The dongle will work on a PC, but from what I understand it will only pair with the Slide, so you can't use it with other Bluetooth devices. You can use your Slide as a Bluetooth keyboard for your PC (not sure why you would want to do that, though).

From the original Engadget review:



> You won't be surprised to learn that we plugged the Bluetooth dongle into our PC just to see what happens, and as you might expect after learning the TiVo Premiere supports USB keyboards, the TiVo Slide Remote works just fine on a PC. We also paired it with our laptop and it showed up like any other Bluetooth keyboard.


----------



## tootal2 (Oct 14, 2005)

I already have tivo slide remotes in both tivo hds. this a spear one someone gave me. If i could get it to stop blinking blue i coulld use it on my tivo s2.


----------



## Joe01880 (Feb 8, 2009)

take the batteries out and try try again..read the owners manual maybe?


----------



## windracer (Jan 3, 2003)

tootal2 said:


> I already have tivo slide remotes in both tivo hds. this a spear one someone gave me. If i could get it to stop blinking blue i coulld use it on my tivo s2.


Just to be clear, the Bluetooth dongle won't work on your Series2 box, so there's no need to pair the remote. If you're pressing TiVo+B to put the remote into pairing mode hoping it will attach to your S2, it won't.

Now, the Slide should still function as an IR remote with your S2, so what you want to see is an amber light flashing on the remote, not blue.


----------



## tootal2 (Oct 14, 2005)

I hooked it to my desktop computer to see if it will work with windows media center. I pressed tivo+b to pair it to my computer and now it keeps blinking blue. using the tivo bluetoothe adaptor on my computer.

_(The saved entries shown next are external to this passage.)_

use std::sync::Arc;

use anyhow::{Context, Result};
use bistro_service::config::{load_service_config, StoreConfig};
use bistro_service::store::{DocumentStore, MemoryDocumentStore, PgDocumentStore};
use bistro_service::{build_router, cors_layer, AppState};
use sqlx::postgres::PgPoolOptions;
use sqlx::PgPool;
use tokio::net::TcpListener;
use tracing::{error, info, warn};
use tracing_subscriber::EnvFilter;

#[tokio::main]
async fn main() -> Result<()> {
    // A missing .env file is normal outside local development.
    let _ = dotenvy::dotenv();

    let env_filter = EnvFilter::try_from_default_env()
        .unwrap_or_else(|_| "bistro_service=info,tower_http=info".into());
    tracing_subscriber::fmt().with_env_filter(env_filter).init();

    let config = load_service_config()?;

    let (store, pool): (Arc<dyn DocumentStore>, Option<PgPool>) = match &config.store {
        StoreConfig::Postgres {
            url,
            max_connections,
        } => {
            let pool = PgPoolOptions::new()
                .max_connections(*max_connections)
                .connect(url)
                .await
                .context("Failed to connect to Postgres")?;
            PgDocumentStore::migrate(&pool)
                .await
                .context("Failed to apply migrations")?;
            info!("document store connected");
            (Arc::new(PgDocumentStore::new(pool.clone())), Some(pool))
        }
        StoreConfig::Memory => {
            warn!("using in-memory document store; data is lost on shutdown");
            (Arc::new(MemoryDocumentStore::new()), None)
        }
    };

    let state = AppState::new(store, config.jwt.clone())?;

    if let Some(email) = &config.bootstrap_admin_email {
        state
            .users()
            .ensure_admin(email)
            .await
            .context("Failed to ensure bootstrap admin")?;
        info!(email = %email, "bootstrap admin ensured");
    }

    let app = build_router(state).layer(cors_layer(&config.cors_allowed_origins)?);

    let addr = config.socket_addr()?;
    info!(%addr, "starting bistro-service");
    let listener = TcpListener::bind(addr).await?;
    axum::serve(listener, app)
        .with_graceful_shutdown(shutdown_signal())
        .await?;

    if let Some(pool) = pool {
        pool.close().await;
        info!("document store connections closed");
    }

    Ok(())
}

/// Wait for shutdown signal (Ctrl+C or SIGTERM).
async fn shutdown_signal() {
    let ctrl_c = async {
        if let Err(err) = tokio::signal::ctrl_c().await {
            error!(?err, "Failed to install Ctrl+C handler");
            std::future::pending::<()>().await;
        }
    };

    #[cfg(unix)]
    let terminate = async {
        match tokio::signal::unix::signal(tokio::signal::unix::SignalKind::terminate()) {
            Ok(mut signal) => {
                signal.recv().await;
            }
            Err(err) => {
                error!(?err, "Failed to install SIGTERM handler");
                std::future::pending::<()>().await;
            }
        }
    };

    #[cfg(not(unix))]
    let terminate = std::future::pending::<()>();

    tokio::select! {
        () = ctrl_c => {},
        () = terminate => {},
    }

    info!("Shutdown signal received, starting graceful shutdown");
}
use axum::response::{IntoResponse, Response};
use common_http_errors::ApiError;
use jsonwebtoken::errors::ErrorKind;
use thiserror::Error;

pub type AuthResult<T> = Result<T, AuthError>;

#[derive(Debug, Error)]
pub enum AuthError {
    #[error("authorization header missing")]
    MissingAuthorization,
    #[error("authorization header malformed")]
    InvalidAuthorization,
    #[error("malformed token: {0}")]
    MalformedToken(String),
    #[error("token expired")]
    Expired,
    #[error("token verification failed: {0}")]
    Verification(String),
    #[error("invalid claim '{0}' with value '{1}'")]
    InvalidClaim(&'static str, String),
    #[error("identity claim must be a non-empty JSON object")]
    EmptyClaim,
    #[error("failed to sign token: {0}")]
    Signing(String),
}

impl AuthError {
    /// Short label for logs and metrics.
    pub fn reason(&self) -> &'static str {
        match self {
            AuthError::MissingAuthorization => "missing_authorization",
            AuthError::InvalidAuthorization => "invalid_authorization",
            AuthError::MalformedToken(_) => "malformed_token",
            AuthError::Expired => "expired_token",
            AuthError::Verification(_) => "invalid_signature",
            AuthError::InvalidClaim(_, _) => "invalid_claim",
            AuthError::EmptyClaim => "empty_claim",
            AuthError::Signing(_) => "signing_failed",
        }
    }
}

impl From<jsonwebtoken::errors::Error> for AuthError {
    fn from(value: jsonwebtoken::errors::Error) -> Self {
        match value.kind() {
            ErrorKind::ExpiredSignature => Self::Expired,
            ErrorKind::InvalidToken
            | ErrorKind::Base64(_)
            | ErrorKind::Json(_)
            | ErrorKind::Utf8(_) => Self::MalformedToken(value.to_string()),
            _ => Self::Verification(value.to_string()),
        }
    }
}

impl From<AuthError> for ApiError {
    fn from(value: AuthError) -> Self {
        match value {
            AuthError::EmptyClaim => ApiError::bad_request("invalid_claim", value.to_string()),
            AuthError::Signing(_) => ApiError::internal(value),
            _ => ApiError::Unauthorized,
        }
    }
}

impl IntoResponse for AuthError {
    fn into_response(self) -> Response {
        ApiError::from(self).into_response()
    }
}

If i could get it in ir mode i could use it on my s2



windracer said:


> Just to be clear, the Bluetooth dongle won't work on your Series2 box, so there's no need to pair the remote. If you're pressing TiVo+B to put the remote into pairing mode hoping it will attach to your S2, it won't.
> 
> Now, the Slide should still function as an IR remote with your S2, so what you want to see is an amber light flashing on the remote, not blue.


----------



## windracer (Jan 3, 2003)

Ok, so pulling the batteries didn't do anything? As soon as you put the batteries back in it starts the blue flash again? No idea why/how it would do that.


----------



## TerpBE (Jan 23, 2003)

I had a similar issue, and it turned out to be a problem with the remote itself. I called Tivo support to troubleshoot a few things first, and then they agreed to send me a new one. As long as you bought it less than 90 days ago, they should send you a replacement for free.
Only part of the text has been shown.